Djoum was well aware when he took to the Hampden pitch on Saturday that the showdown with Celtic may well be his last following four seasons at Tynecastle, and that is why he was particularly emotional after Neil Lennon’s side came from behind to defeat his team 2-1 at the national stadium.
The Yaounde-born midfielder could barely watch as Celtic were presented with the trophy afterwards. “I wanted to do something good for this club,” said Djoum, ruefully. “It was a chance for me to win a trophy, my first trophy with the club. I just really wanted to win that game.”

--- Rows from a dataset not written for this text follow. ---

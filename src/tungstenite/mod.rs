//! Transport provider built on `tokio-tungstenite`.
//!
//! [`TungsteniteServer`] implements [`crate::ServerContainer`] and routes
//! upgrades by request path; [`TungsteniteClient`] implements
//! [`crate::ClientContainer`]. Both drive the endpoint's dispatcher from a
//! per-connection task.
//!
//! Tungstenite assembles fragmented messages before handing them over, so
//! handlers see whole messages with `is_last` set in either delivery mode.
//! Extensions are negotiated for handshake hooks but never applied on the
//! wire.

mod client;
mod driver;
mod limits;
mod server;
mod session;

pub use client::TungsteniteClient;
pub use server::TungsteniteServer;
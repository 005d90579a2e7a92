//! Server container accepting WebSocket upgrades over TCP.

use std::{
    future::Future,
    io,
    net::SocketAddr,
    panic::AssertUnwindSafe,
    sync::Arc,
    time::Duration,
};

use dashmap::{DashMap, mapref::entry::Entry};
use futures::FutureExt;
use log::{debug, error, info, warn};
use tokio::{
    net::{TcpListener, TcpStream, ToSocketAddrs},
    select,
    signal,
    time::sleep,
};
use tokio_tungstenite::{
    accept_hdr_async_with_config,
    tungstenite::{
        handshake::server::{ErrorResponse, Request, Response},
        http::{HeaderMap, HeaderName, HeaderValue, StatusCode},
    },
};
use tokio_util::{sync::CancellationToken, task::TaskTracker};

use super::{
    driver::{self, Connection},
    limits::Limits,
    session::TungsteniteSession,
};
use crate::{
    error::DeploymentError,
    handshake::{HandshakeRequest, Headers, SEC_WEBSOCKET_PROTOCOL},
    panic::format_panic,
    properties::UserProperties,
    server::EndpointRegistration,
    session::{CloseReason, SessionHandle},
    transport::{ContainerTuning, ServerContainer},
};

/// Delay before retrying after a failed `accept`.
const ACCEPT_RETRY_DELAY: Duration = Duration::from_millis(50);

/// WebSocket server routing upgrades to registered endpoints by path.
///
/// Cloning yields another handle to the same server. Hand a clone to
/// [`crate::Registry::on_container_ready`] and drive the server with
/// [`run_with_shutdown`](Self::run_with_shutdown).
#[derive(Clone)]
pub struct TungsteniteServer {
    inner: Arc<ServerInner>,
}

struct ServerInner {
    listener: TcpListener,
    endpoints: DashMap<String, Arc<EndpointRegistration>>,
    limits: Limits,
}

/// Outcome of a successful upgrade negotiation.
struct Accepted {
    registration: Arc<EndpointRegistration>,
    subprotocol: Option<String>,
    properties: UserProperties,
}

impl TungsteniteServer {
    /// Bind a listener on `addr`.
    ///
    /// # Errors
    ///
    /// Returns an [`io::Error`] if binding fails.
    pub async fn bind(addr: impl ToSocketAddrs) -> io::Result<Self> {
        let listener = TcpListener::bind(addr).await?;
        Ok(Self::from_listener(listener))
    }

    /// Serve on an already bound listener.
    #[must_use]
    pub fn from_listener(listener: TcpListener) -> Self {
        Self {
            inner: Arc::new(ServerInner {
                listener,
                endpoints: DashMap::new(),
                limits: Limits::default(),
            }),
        }
    }

    /// Address the listener is bound to.
    ///
    /// # Errors
    ///
    /// Returns an [`io::Error`] if the address cannot be read.
    pub fn local_addr(&self) -> io::Result<SocketAddr> { self.inner.listener.local_addr() }

    /// Paths currently served.
    #[must_use]
    pub fn paths(&self) -> Vec<String> { self.inner.endpoints.iter().map(|e| e.key().clone()).collect() }

    /// Serve until Ctrl-C.
    ///
    /// # Errors
    ///
    /// Currently infallible; accept failures are logged and retried.
    pub async fn run(&self) -> io::Result<()> {
        self.run_with_shutdown(async {
            let _ = signal::ctrl_c().await;
        })
        .await
    }

    /// Serve until `shutdown` resolves, then close live sessions with
    /// status 1001 and wait for their tasks to finish.
    ///
    /// # Errors
    ///
    /// Currently infallible; accept failures are logged and retried.
    pub async fn run_with_shutdown<F>(&self, shutdown: F) -> io::Result<()>
    where
        F: Future<Output = ()> + Send,
    {
        let token = CancellationToken::new();
        let tracker = TaskTracker::new();
        tokio::pin!(shutdown);
        loop {
            select! {
                () = &mut shutdown => break,
                accepted = self.inner.listener.accept() => match accepted {
                    Ok((stream, peer_addr)) => self.spawn_connection(stream, peer_addr, &token, &tracker),
                    Err(e) => {
                        warn!("accept failed: error={e}");
                        sleep(ACCEPT_RETRY_DELAY).await;
                    }
                },
            }
        }
        info!("server shutting down: live_connections={}", tracker.len());
        token.cancel();
        tracker.close();
        tracker.wait().await;
        Ok(())
    }

    fn spawn_connection(&self, stream: TcpStream, peer_addr: SocketAddr, token: &CancellationToken, tracker: &TaskTracker) {
        let inner = Arc::clone(&self.inner);
        let token = token.clone();
        tracker.spawn(async move {
            let fut = AssertUnwindSafe(serve_connection(inner, stream, peer_addr, token)).catch_unwind();
            if let Err(panic) = fut.await {
                let panic_msg = format_panic(&panic);
                // Emit via both `log` and `tracing` for tests that capture either.
                error!("connection task panicked: panic={panic_msg}, peer_addr={peer_addr}");
                tracing::error!(panic = %panic_msg, %peer_addr, "connection task panicked");
            }
        });
    }
}

async fn serve_connection(inner: Arc<ServerInner>, stream: TcpStream, peer_addr: SocketAddr, shutdown: CancellationToken) {
    let limits = inner.limits.snapshot();
    let mut accepted = None;
    let callback = |request: &Request, response: Response| negotiate(&inner, request, response, &mut accepted);
    let mut ws = match accept_hdr_async_with_config(stream, callback, Some(limits.ws_config())).await {
        Ok(ws) => ws,
        Err(e) => {
            debug!("upgrade rejected: error={e}, peer_addr={peer_addr}");
            return;
        }
    };
    let Some(Accepted {
        registration,
        subprotocol,
        properties,
    }) = accepted
    else {
        return;
    };

    let endpoint = match registration.endpoint_instance() {
        Ok(endpoint) => endpoint,
        Err(e) => {
            error!("handler resolution failed: path={}, error={e}, peer_addr={peer_addr}", registration.path());
            let frame = driver::close_frame(&CloseReason::unexpected_condition());
            if let Err(e) = ws.close(Some(frame)).await {
                debug!("failed to close unresolved connection: error={e}, peer_addr={peer_addr}");
            }
            return;
        }
    };

    let (session, outbound) = TungsteniteSession::new(subprotocol, properties);
    let handle: SessionHandle = session.clone();
    debug!(
        "session opened: path={}, session={}, peer_addr={peer_addr}",
        registration.path(),
        handle.id()
    );
    endpoint.on_open(&handle);
    driver::drive(Connection {
        ws,
        session,
        endpoint,
        outbound,
        limits,
        shutdown,
    })
    .await;
}

fn reject(status: StatusCode, message: &str) -> ErrorResponse {
    let mut response = ErrorResponse::new(Some(message.to_owned()));
    *response.status_mut() = status;
    response
}

pub(super) fn to_headers(map: &HeaderMap) -> Headers {
    map.iter()
        .filter_map(|(name, value)| value.to_str().ok().map(|v| (name.as_str(), v)))
        .collect()
}

pub(super) fn copy_headers(headers: &Headers, map: &mut HeaderMap) {
    for (name, value) in headers.iter() {
        match (HeaderName::from_bytes(name.as_bytes()), HeaderValue::from_str(value)) {
            (Ok(name), Ok(value)) => {
                map.append(name, value);
            }
            _ => warn!("skipping invalid handshake header: name={name:?}"),
        }
    }
}

fn negotiate(
    inner: &ServerInner,
    request: &Request,
    mut response: Response,
    accepted: &mut Option<Accepted>,
) -> Result<Response, ErrorResponse> {
    let path = request.uri().path();
    let Some(registration) = inner.endpoints.get(path).map(|e| Arc::clone(e.value())) else {
        return Err(reject(StatusCode::NOT_FOUND, "no endpoint registered for path"));
    };
    let mut ours = HandshakeRequest::new(path, to_headers(request.headers()));
    if let Some(query) = request.uri().query() {
        ours = ours.with_query(query);
    }
    if !registration.check_origin(ours.origin()) {
        debug!("origin rejected: path={path}, origin={:?}", ours.origin());
        return Err(reject(StatusCode::FORBIDDEN, "origin not allowed"));
    }

    let mut handshake = registration.handshake_response();
    if let Some(protocol) = registration.negotiated_subprotocol(&ours.requested_subprotocols()) {
        handshake.headers_mut().insert(SEC_WEBSOCKET_PROTOCOL, protocol);
    }
    let extensions = registration.negotiated_extensions(&ours.requested_extensions());
    if !extensions.is_empty() {
        debug!("extensions negotiated but not applied by this provider: path={path}, count={}", extensions.len());
    }
    registration.modify_handshake(&ours, &mut handshake);

    let (headers, properties) = handshake.into_parts();
    let subprotocol = headers.get(SEC_WEBSOCKET_PROTOCOL).map(str::to_owned);
    copy_headers(&headers, response.headers_mut());
    *accepted = Some(Accepted {
        registration,
        subprotocol,
        properties,
    });
    Ok(response)
}

impl ContainerTuning for TungsteniteServer {
    fn set_async_send_timeout(&self, timeout: Duration) { self.inner.limits.set_async_send_timeout(timeout); }

    fn set_max_session_idle_timeout(&self, timeout: Duration) {
        self.inner.limits.set_max_session_idle_timeout(timeout);
    }

    fn set_max_text_message_buffer_size(&self, bytes: usize) {
        self.inner.limits.set_max_text_message_buffer_size(bytes);
    }

    fn set_max_binary_message_buffer_size(&self, bytes: usize) {
        self.inner.limits.set_max_binary_message_buffer_size(bytes);
    }
}

impl ServerContainer for TungsteniteServer {
    fn add_endpoint(&self, registration: Arc<EndpointRegistration>) -> Result<(), DeploymentError> {
        match self.inner.endpoints.entry(registration.path().to_owned()) {
            Entry::Occupied(entry) => Err(DeploymentError::DuplicatePath(entry.key().clone())),
            Entry::Vacant(entry) => {
                debug!("endpoint deployed: path={}", entry.key());
                entry.insert(registration);
                Ok(())
            }
        }
    }
}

Asked if the final was his last game for Hearts, Djoum said: “Maybe yes, maybe no. I will speak to the gaffer. We need to sit down, talk a little bit and see what happens. But maybe yes, and that’s why I’m frustrated. I really wanted to win that trophy to give to the fans. With all the support they gave us, I wanted to win it for them.”
Djoum remains open-minded about where his future lies. When asked if he has other offers on the table, he said: “No, no. I just need to speak to the gaffer and together the gaffer and I will make a decision. We will try to find a solution. We will see. I will speak to him this week. When things have cooled down after Saturday’s game, all the stress and stuff, I will speak to the gaffer and the club.”
Djoum became a fans’ favourite after making an instant impact in Robbie Neilson’s team when he arrived from Lech Poznan in September 2015. His first outing for the club, incidentally, came as a late substitute in a 0-0 draw away to Celtic and his subsequent performances helped him earn regular status at Tynecastle and international recognition with Cameroon, whom he helped win the Africa Cup of Nations in Gabon a little more than two years ago.
Although his contribution in recent seasons has polarised opinion among supporters, with some feeling he had the ability to be more consistently assertive against Premiership opponents, Djoum has remained one of the first names on the team sheet under Neilson, Ian Cathro and Levein whenever fit, making more than 100 appearances for the club. The vast majority of those came as a starter, while he also chipped in with 16 goals.
Djoum’s time at Tynecastle has been the most enjoyable of his career, so, if he does depart for a fresh challenge, he will do so with a heavy heart. By the same token, the former Roda JC player will also go down as one of the club’s best signings since the post-administration rebuild began in 2014.
“Hearts have been good for me, that’s why I really wanted to win the final, for the fans and the club,” he explained. “Everything has been great when I have been here. Since the first day, even when I was injured, I had support from everyone. I just say ‘thank you’ to the club and to the fans. I don’t know what will happen next. I will speak to the gaffer and we will find a solution.”
Frustration will linger for some time among the Hearts players after they relinquished a golden opportunity to stun Celtic and win the Scottish Cup on Saturday.
The Tynecastle side looked on course for glory when, after matching the champions for the first half, they got themselves in front through a Ryan Edwards goal early in the second half. Celtic’s fightback, capped by a double from Odsonne Edouard, came as a hammer blow to Djoum and his colleagues, who were starting to sense glory.
“It was very frustrating to lose because we really wanted to win the trophy,” said the midfielder. “It was important to us. When you see the game, we played well. We were organised, we didn’t give them a lot of chances and we scored first. When we scored the goal, I had a good feeling but we conceded two really stupid goals. It was a penalty and the second one was not like they played through us. It was a stupid goal so we have some regrets. We just have to go on holiday and try to think about something else.”
It remains to be seen at this point whether that “something else” for Djoum will involve a fresh start at a new club.